● **Work order**
Each line of the data below from the one holding "softmax (with optional" to the one holding "signature in a", inclusive, is to be reproduced exactly; no other line belongs in the answer.

___ Task data ___

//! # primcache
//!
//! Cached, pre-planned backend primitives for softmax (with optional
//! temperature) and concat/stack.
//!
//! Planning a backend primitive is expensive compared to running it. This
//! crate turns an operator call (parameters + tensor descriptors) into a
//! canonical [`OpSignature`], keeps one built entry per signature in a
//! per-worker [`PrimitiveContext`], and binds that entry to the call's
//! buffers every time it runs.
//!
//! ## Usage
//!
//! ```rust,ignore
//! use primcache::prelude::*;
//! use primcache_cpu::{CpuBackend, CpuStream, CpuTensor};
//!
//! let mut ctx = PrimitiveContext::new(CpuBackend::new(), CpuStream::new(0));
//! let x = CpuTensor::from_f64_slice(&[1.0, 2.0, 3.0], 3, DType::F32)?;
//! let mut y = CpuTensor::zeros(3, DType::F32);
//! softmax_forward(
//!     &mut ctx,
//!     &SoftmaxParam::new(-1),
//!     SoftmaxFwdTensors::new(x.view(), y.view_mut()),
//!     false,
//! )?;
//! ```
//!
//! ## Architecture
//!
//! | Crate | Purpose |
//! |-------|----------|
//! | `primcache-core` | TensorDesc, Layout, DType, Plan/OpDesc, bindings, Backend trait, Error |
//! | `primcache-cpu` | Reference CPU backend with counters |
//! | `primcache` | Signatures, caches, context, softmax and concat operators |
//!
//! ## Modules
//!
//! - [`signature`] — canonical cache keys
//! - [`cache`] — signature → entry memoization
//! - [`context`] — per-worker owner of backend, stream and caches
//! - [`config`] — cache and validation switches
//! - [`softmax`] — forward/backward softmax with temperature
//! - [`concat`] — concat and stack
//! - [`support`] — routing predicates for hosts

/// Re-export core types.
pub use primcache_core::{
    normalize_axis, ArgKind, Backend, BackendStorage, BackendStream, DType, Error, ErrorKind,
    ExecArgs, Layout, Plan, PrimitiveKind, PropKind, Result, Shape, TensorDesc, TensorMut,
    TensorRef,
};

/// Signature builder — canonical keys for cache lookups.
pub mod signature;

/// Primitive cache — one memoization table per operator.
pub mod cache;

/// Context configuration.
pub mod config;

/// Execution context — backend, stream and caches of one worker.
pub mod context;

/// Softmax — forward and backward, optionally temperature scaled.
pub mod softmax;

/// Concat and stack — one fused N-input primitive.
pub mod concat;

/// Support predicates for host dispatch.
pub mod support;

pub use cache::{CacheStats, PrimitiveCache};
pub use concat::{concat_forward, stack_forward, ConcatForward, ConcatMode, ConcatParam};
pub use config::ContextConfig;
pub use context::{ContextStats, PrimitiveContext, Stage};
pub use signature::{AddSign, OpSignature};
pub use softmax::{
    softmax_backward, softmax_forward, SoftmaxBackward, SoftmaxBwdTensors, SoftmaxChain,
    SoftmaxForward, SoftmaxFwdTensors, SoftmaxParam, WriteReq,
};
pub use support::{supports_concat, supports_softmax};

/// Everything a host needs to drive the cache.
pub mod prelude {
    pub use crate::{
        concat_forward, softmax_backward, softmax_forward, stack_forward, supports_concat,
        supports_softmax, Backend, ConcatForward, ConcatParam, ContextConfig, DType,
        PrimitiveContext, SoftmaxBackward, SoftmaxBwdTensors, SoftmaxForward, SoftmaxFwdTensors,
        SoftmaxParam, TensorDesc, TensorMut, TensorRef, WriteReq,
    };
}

___

● **Finished task**
//! Cached, pre-planned backend primitives for softmax (with optional
//! temperature) and concat/stack.
//!
//! Planning a backend primitive is expensive compared to running it. This
//! crate turns an operator call (parameters + tensor descriptors) into a
//! canonical [`OpSignature`], keeps one built entry per signature in a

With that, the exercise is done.